▸ **ABOUT THIS EXERCISE**
Scan the material for the string "usize" and copy out every line in which it occurs.

TASK INPUT below:

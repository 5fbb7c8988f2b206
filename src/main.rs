use anyhow::{bail, Context, Result};
use std::path::PathBuf;

use objdex::catalog::ImageView;
use objdex::search::SearchOutcome;
use objdex::sync::SyncReport;
use objdex::{logging, Catalog, Config};

#[derive(Debug, PartialEq)]
enum Command {
    Ingest(Vec<PathBuf>),
    Process(i64),
    ProcessAll,
    Search {
        detection_id: i64,
        top_k: Option<usize>,
    },
    Resize {
        image_id: i64,
        width: Option<u32>,
        height: Option<u32>,
    },
    Crop {
        image_id: i64,
        detection_id: Option<i64>,
    },
    List,
    Show(i64),
    Export {
        image_id: i64,
        dest: PathBuf,
    },
    Delete(i64),
    Health,
}

#[derive(Debug, PartialEq)]
struct Cli {
    config_path: Option<PathBuf>,
    verbose: bool,
    command: Command,
}

/// Outcome of argument parsing that is not a command to run.
#[derive(Debug, PartialEq)]
enum Early {
    Help,
    Version,
}

fn parse_number<T: std::str::FromStr>(what: &str, value: Option<&String>) -> Result<T> {
    let value = value.with_context(|| format!("{} requires a value", what))?;
    value
        .parse()
        .map_err(|_| anyhow::anyhow!("{} must be a number, got {:?}", what, value))
}

fn parse_args(args: &[String]) -> Result<std::result::Result<Cli, Early>> {
    let mut config_path = None;
    let mut verbose = false;
    let mut positional: Vec<String> = Vec::new();
    let mut top_k: Option<usize> = None;
    let mut width: Option<u32> = None;
    let mut height: Option<u32> = None;
    let mut detection: Option<i64> = None;

    let mut i = 0;
    while i < args.len() {
        match args[i].as_str() {
            "--help" | "-h" => return Ok(Err(Early::Help)),
            "--version" | "-V" => return Ok(Err(Early::Version)),
            "--verbose" | "-v" => verbose = true,
            "--config" | "-c" => {
                let path = args.get(i + 1).context("--config requires a path argument")?;
                config_path = Some(PathBuf::from(path));
                i += 1;
            }
            "--top-k" | "-k" => {
                top_k = Some(parse_number("--top-k", args.get(i + 1))?);
                i += 1;
            }
            "--width" => {
                width = Some(parse_number("--width", args.get(i + 1))?);
                i += 1;
            }
            "--height" => {
                height = Some(parse_number("--height", args.get(i + 1))?);
                i += 1;
            }
            "--detection" | "-d" => {
                detection = Some(parse_number("--detection", args.get(i + 1))?);
                i += 1;
            }
            arg if arg.starts_with('-') => bail!("Unknown argument: {}", arg),
            arg => positional.push(arg.to_string()),
        }
        i += 1;
    }

    let Some((name, rest)) = positional.split_first() else {
        bail!("No command given");
    };
    let id = |what: &str| parse_number::<i64>(what, rest.first());

    let command = match name.as_str() {
        "ingest" => {
            if rest.is_empty() {
                bail!("ingest requires at least one path");
            }
            Command::Ingest(rest.iter().map(PathBuf::from).collect())
        }
        "process" => Command::Process(id("IMAGE_ID")?),
        "process-all" => Command::ProcessAll,
        "search" => Command::Search {
            detection_id: id("DETECTION_ID")?,
            top_k,
        },
        "resize" => Command::Resize {
            image_id: id("IMAGE_ID")?,
            width,
            height,
        },
        "crop" => Command::Crop {
            image_id: id("IMAGE_ID")?,
            detection_id: detection,
        },
        "list" => Command::List,
        "show" => Command::Show(id("IMAGE_ID")?),
        "export" => Command::Export {
            image_id: id("IMAGE_ID")?,
            dest: rest
                .get(1)
                .map(PathBuf::from)
                .context("export requires a destination path")?,
        },
        "delete" => Command::Delete(id("IMAGE_ID")?),
        "health" => Command::Health,
        other => bail!("Unknown command: {}", other),
    };

    Ok(Ok(Cli {
        config_path,
        verbose,
        command,
    }))
}

fn print_help() {
    println!(
        r#"objdex - object detection catalog with similarity search

USAGE:
    objdex [OPTIONS] <COMMAND>

COMMANDS:
    ingest <PATH>...                     Detect objects in images or directories
    process <IMAGE_ID>                   Describe and index an image's detections
    process-all                          Process every image with unindexed detections
    search <DETECTION_ID> [--top-k N]    Find similar objects of the same class
    resize <IMAGE_ID> [--width W] [--height H]
                                         Derive a resized copy
    crop <IMAGE_ID> --detection <ID>     Derive a crop of one detection
    list                                 List images, newest first
    show <IMAGE_ID>                      Show an image with its detections
    export <IMAGE_ID> <DEST>             Copy the stored raster to DEST
    delete <IMAGE_ID>                    Delete an image and its detections
    health                               Check the CV service

OPTIONS:
    --config, -c PATH   Path to config file
    --verbose, -v       Log to stderr
    --version, -V       Show version
    --help, -h          Show this help message

ENVIRONMENT:
    OBJDEX_CONFIG       Path to config file (overrides default location)
    OBJDEX_LOG          Log level (trace, debug, info, warn, error)

Config file location: $XDG_CONFIG_HOME/objdex/config.toml"#
    );
}

fn main() -> Result<()> {
    let args: Vec<String> = std::env::args().skip(1).collect();
    let cli = match parse_args(&args) {
        Ok(Ok(cli)) => cli,
        Ok(Err(Early::Help)) => {
            print_help();
            return Ok(());
        }
        Ok(Err(Early::Version)) => {
            println!("objdex {}", env!("CARGO_PKG_VERSION"));
            return Ok(());
        }
        Err(e) => {
            eprintln!("Error: {}", e);
            print_help();
            std::process::exit(1);
        }
    };

    if cli.verbose {
        logging::init_stderr()?;
    } else {
        // Logging is best effort; the command still runs without it.
        let _ = logging::init(Some(Config::config_dir().join("logs")));
    }

    let config = match &cli.config_path {
        Some(path) => Config::load_from(path)?,
        None => Config::load()?,
    };

    let catalog = Catalog::open(config).context("Failed to open catalog")?;
    let result = run(&catalog, cli.command);
    if let Err(e) = &result {
        if e.downcast_ref::<objdex::Error>().is_some_and(|e| e.is_transient()) {
            eprintln!("The CV service may be temporarily unavailable; rerunning the command is safe.");
        }
    }
    result
}

fn run(catalog: &Catalog, command: Command) -> Result<()> {
    match command {
        Command::Ingest(paths) => {
            let report = catalog.ingest(&paths);
            for id in &report.ingested {
                println!("ingested image {}", id);
            }
            for (path, reason) in &report.failed {
                eprintln!("failed {}: {}", path.display(), reason);
            }
            println!("{} ingested, {} failed", report.count(), report.failed.len());
        }
        Command::Process(image_id) => {
            let report = catalog.process(image_id)?;
            print_sync_report(image_id, &report);
        }
        Command::ProcessAll => {
            let reports = catalog.process_all()?;
            for (image_id, report) in &reports {
                print_sync_report(*image_id, report);
            }
            let total: usize = reports.iter().map(|(_, r)| r.newly_indexed).sum();
            println!("{} images processed, {} detections newly indexed", reports.len(), total);
        }
        Command::Search {
            detection_id,
            top_k,
        } => print_search(&catalog.search(detection_id, top_k)?),
        Command::Resize {
            image_id,
            width,
            height,
        } => {
            let image = catalog.resize(image_id, width, height)?;
            println!("created image {} ({}x{})", image.id, image.width, image.height);
        }
        Command::Crop {
            image_id,
            detection_id,
        } => {
            let image = catalog.crop(image_id, detection_id)?;
            println!("created image {} ({}x{})", image.id, image.width, image.height);
        }
        Command::List => {
            for image in catalog.list()? {
                println!(
                    "{:>6}  {:>5}x{:<5}  {}  {}{}",
                    image.id,
                    image.width,
                    image.height,
                    image.created_at,
                    image.original_name,
                    if image.is_generated { "  (generated)" } else { "" }
                );
            }
        }
        Command::Show(image_id) => print_view(&catalog.show(image_id)?),
        Command::Export { image_id, dest } => {
            let target = catalog.export(image_id, &dest)?;
            println!("exported to {}", target.display());
        }
        Command::Delete(image_id) => {
            catalog.delete(image_id)?;
            println!("deleted image {}", image_id);
        }
        Command::Health => {
            catalog.health()?;
            println!("CV service at {} is healthy", catalog.config().services.base_url);
        }
    }
    Ok(())
}

fn print_sync_report(image_id: i64, report: &SyncReport) {
    println!(
        "image {}: {} newly indexed, {} already done, {} describe failures, {} failed batches{}",
        image_id,
        report.newly_indexed,
        report.skipped,
        report.describe_failures,
        report.batches_failed,
        if report.cancelled { " (cancelled)" } else { "" }
    );
}

fn print_search(outcome: &SearchOutcome) {
    println!(
        "neighbors of detection {} ({}):",
        outcome.query.id, outcome.query.class_name
    );
    for hit in &outcome.hits {
        let detection = hit
            .detection_id
            .map(|id| id.to_string())
            .unwrap_or_else(|| "-".to_string());
        println!(
            "  {:.4}  image {:>6}  detection {:>6}  {}",
            hit.score, hit.image.id, detection, hit.image.original_name
        );
    }
}

fn print_view(view: &ImageView) {
    let image = &view.image;
    println!("image {}: {}", image.id, image.original_name);
    println!("  size:    {}x{}", image.width, image.height);
    println!("  path:    {}", image.path);
    if let Some(parent) = image.parent_image_id {
        println!("  parent:  {}", parent);
    }
    println!("  created: {}", image.created_at);
    for d in &view.detections {
        println!(
            "  #{:<6} {:<16} {:.2}  [{:.1}, {:.1}, {:.1}, {:.1}]  descriptor={} indexed={}",
            d.detection.id,
            d.detection.class_name,
            d.detection.confidence,
            d.detection.bbox.x1,
            d.detection.bbox.y1,
            d.detection.bbox.x2,
            d.detection.bbox.y2,
            d.has_descriptor,
            d.indexed
        );
    }
}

End of TASK INPUT.

▸ **ANSWER TO THE EXERCISE**
        top_k: Option<usize>,
    let mut top_k: Option<usize> = None;
            let total: usize = reports.iter().map(|(_, r)| r.newly_indexed).sum();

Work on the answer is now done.